// src/repo.rs

use sqlx::PgPool;

use crate::{
    error::AppError,
    models::{profile::Profile, stats::UserStats},
};

/// A guaranteed-complete user aggregate: both lazily-created rows exist
/// once this is returned.
#[derive(Debug, Clone)]
pub struct UserData {
    pub profile: Profile,
    pub stats: UserStats,
}

/// Provides the lazy profile/stats initialization shared by sign-up,
/// sign-in and the profile read path.
pub struct UserRepo;

impl UserRepo {
    /// Returns the profile and stats rows for `user_id`, creating either
    /// one that is missing.
    ///
    /// Idempotent and safe under concurrent calls for the same new user:
    /// the inserts use ON CONFLICT DO NOTHING, so a race between sign-up
    /// and an immediately following sign-in resolves to a single row pair.
    /// The two inserts are not wrapped in a transaction; a failure in
    /// between leaves a partial user that the next call repairs.
    ///
    /// The default username is the email local-part ("alice" for
    /// "alice@example.com"); `requested_username` overrides it at sign-up.
    pub async fn get_or_create(
        pool: &PgPool,
        user_id: i64,
        email: &str,
        requested_username: Option<&str>,
    ) -> Result<UserData, AppError> {
        let username = requested_username
            .unwrap_or_else(|| email.split('@').next().unwrap_or(email));

        sqlx::query("INSERT INTO profiles (id, username) VALUES ($1, $2) ON CONFLICT (id) DO NOTHING")
            .bind(user_id)
            .bind(username)
            .execute(pool)
            .await?;

        let profile = sqlx::query_as::<_, Profile>(
            "SELECT id, username, full_name, avatar_url, updated_at FROM profiles WHERE id = $1",
        )
        .bind(user_id)
        .fetch_one(pool)
        .await?;

        sqlx::query("INSERT INTO user_stats (user_id) VALUES ($1) ON CONFLICT (user_id) DO NOTHING")
            .bind(user_id)
            .execute(pool)
            .await?;

        let stats = sqlx::query_as::<_, UserStats>(
            "SELECT id, user_id, problems_solved, current_streak, achievement_points, \
             created_at, updated_at FROM user_stats WHERE user_id = $1",
        )
        .bind(user_id)
        .fetch_one(pool)
        .await?;

        Ok(UserData { profile, stats })
    }
}
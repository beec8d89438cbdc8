// src/utils/rate_limit.rs

use std::collections::HashMap;
use std::sync::{Arc, Mutex, PoisonError};
use std::time::{Duration, Instant};

/// Sliding-window attempt counter guarding sign-in calls.
///
/// Keyed by an opaque identifier (the submitted email). The store is owned
/// by [`crate::state::AppState`] and injected where needed, so tests can
/// construct their own instance and the map is never ambient module state.
/// It is still per-process: a multi-instance deployment would count
/// attempts independently on each instance.
#[derive(Clone)]
pub struct RateLimiter {
    max_attempts: u32,
    window: Duration,
    max_tracked: usize,
    entries: Arc<Mutex<HashMap<String, AttemptWindow>>>,
}

struct AttemptWindow {
    attempts: u32,
    window_start: Instant,
}

impl RateLimiter {
    pub fn new(max_attempts: u32, window: Duration, max_tracked: usize) -> Self {
        Self {
            max_attempts,
            window,
            max_tracked,
            entries: Arc::new(Mutex::new(HashMap::new())),
        }
    }

    /// Records one attempt for `identifier` and reports whether it is blocked.
    ///
    /// Returns `true` when the identifier has exhausted its attempts for the
    /// current window; blocked checks do not consume further attempts.
    pub fn check(&self, identifier: &str) -> bool {
        self.check_at(identifier, Instant::now())
    }

    fn check_at(&self, identifier: &str, now: Instant) -> bool {
        let mut entries = self
            .entries
            .lock()
            .unwrap_or_else(PoisonError::into_inner);

        if let Some(entry) = entries.get_mut(identifier) {
            if now.duration_since(entry.window_start) <= self.window {
                if entry.attempts >= self.max_attempts {
                    return true;
                }
                entry.attempts += 1;
                return false;
            }
        }

        // First attempt, or the previous window expired.
        if entries.len() >= self.max_tracked && !entries.contains_key(identifier) {
            self.evict(&mut entries, now);
        }
        entries.insert(
            identifier.to_string(),
            AttemptWindow {
                attempts: 1,
                window_start: now,
            },
        );
        false
    }

    /// Drops expired windows; if everything is still live, drops the oldest.
    fn evict(&self, entries: &mut HashMap<String, AttemptWindow>, now: Instant) {
        entries.retain(|_, e| now.duration_since(e.window_start) <= self.window);

        if entries.len() >= self.max_tracked {
            if let Some(oldest) = entries
                .iter()
                .min_by_key(|(_, e)| e.window_start)
                .map(|(k, _)| k.clone())
            {
                entries.remove(&oldest);
            }
        }
    }
}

· · · ·

You are asked to transcribe the complete data exactly.

// src/repo.rs

use sqlx::PgPool;

use crate::{
    error::AppError,
    models::{profile::Profile, stats::UserStats},
};

/// A guaranteed-complete user aggregate: both lazily-created rows exist
/// once this is returned.
#[derive(Debug, Clone)]
pub struct UserData {
    pub profile: Profile,
    pub stats: UserStats,
}

/// Provides the lazy profile/stats initialization shared by sign-up,
/// sign-in and the profile read path.
pub struct UserRepo;

impl UserRepo {
    /// Returns the profile and stats rows for `user_id`, creating either
    /// one that is missing.
    ///
    /// Idempotent and safe under concurrent calls for the same new user:
    /// the inserts use ON CONFLICT DO NOTHING, so a race between sign-up
    /// and an immediately following sign-in resolves to a single row pair.
    /// The two inserts are not wrapped in a transaction; a failure in
    /// between leaves a partial user that the next call repairs.
    ///
    /// The default username is the email local-part ("alice" for
    /// "alice@example.com"); `requested_username` overrides it at sign-up.
    pub async fn get_or_create(
        pool: &PgPool,
        user_id: i64,
        email: &str,
        requested_username: Option<&str>,
    ) -> Result<UserData, AppError> {
        let username = requested_username
            .unwrap_or_else(|| email.split('@').next().unwrap_or(email));

        sqlx::query("INSERT INTO profiles (id, username) VALUES ($1, $2) ON CONFLICT (id) DO NOTHING")
            .bind(user_id)
            .bind(username)
            .execute(pool)
            .await?;

        let profile = sqlx::query_as::<_, Profile>(
            "SELECT id, username, full_name, avatar_url, updated_at FROM profiles WHERE id = $1",
        )
        .bind(user_id)
        .fetch_one(pool)
        .await?;

        sqlx::query("INSERT INTO user_stats (user_id) VALUES ($1) ON CONFLICT (user_id) DO NOTHING")
            .bind(user_id)
            .execute(pool)
            .await?;

        let stats = sqlx::query_as::<_, UserStats>(
            "SELECT id, user_id, problems_solved, current_streak, achievement_points, \
             created_at, updated_at FROM user_stats WHERE user_id = $1",
        )
        .bind(user_id)
        .fetch_one(pool)
        .await?;

        Ok(UserData { profile, stats })
    }
}
repository beec8d89438cbdc8
// src/utils/rate_limit.rs

use std::collections::HashMap;
use std::sync::{Arc, Mutex, PoisonError};
use std::time::{Duration, Instant};

/// Sliding-window attempt counter guarding sign-in calls.
///
/// Keyed by an opaque identifier (the submitted email). The store is owned
/// by [`crate::state::AppState`] and injected where needed, so tests can
/// construct their own instance and the map is never ambient module state.
/// It is still per-process: a multi-instance deployment would count
/// attempts independently on each instance.
#[derive(Clone)]
pub struct RateLimiter {
    max_attempts: u32,
    window: Duration,
    max_tracked: usize,
    entries: Arc<Mutex<HashMap<String, AttemptWindow>>>,
}

struct AttemptWindow {
    attempts: u32,
    window_start: Instant,
}

impl RateLimiter {
    pub fn new(max_attempts: u32, window: Duration, max_tracked: usize) -> Self {
        Self {
            max_attempts,
            window,
            max_tracked,
            entries: Arc::new(Mutex::new(HashMap::new())),
        }
    }

    /// Records one attempt for `identifier` and reports whether it is blocked.
    ///
    /// Returns `true` when the identifier has exhausted its attempts for the
    /// current window; blocked checks do not consume further attempts.
    pub fn check(&self, identifier: &str) -> bool {
        self.check_at(identifier, Instant::now())
    }

    fn check_at(&self, identifier: &str, now: Instant) -> bool {
        let mut entries = self
            .entries
            .lock()
            .unwrap_or_else(PoisonError::into_inner);

        if let Some(entry) = entries.get_mut(identifier) {
            if now.duration_since(entry.window_start) <= self.window {
                if entry.attempts >= self.max_attempts {
                    return true;
                }
                entry.attempts += 1;
                return false;
            }
        }

        // First attempt, or the previous window expired.
        if entries.len() >= self.max_tracked && !entries.contains_key(identifier) {
            self.evict(&mut entries, now);
        }
        entries.insert(
            identifier.to_string(),
            AttemptWindow {
                attempts: 1,
                window_start: now,
            },
        );
        false
    }

    /// Drops expired windows; if everything is still live, drops the oldest.
    fn evict(&self, entries: &mut HashMap<String, AttemptWindow>, now: Instant) {
        entries.retain(|_, e| now.duration_since(e.window_start) <= self.window);

        if entries.len() >= self.max_tracked {
            if let Some(oldest) = entries
                .iter()
                .min_by_key(|(_, e)| e.window_start)
                .map(|(k, _)| k.clone())
            {
                entries.remove(&oldest);
            }
        }
    }
}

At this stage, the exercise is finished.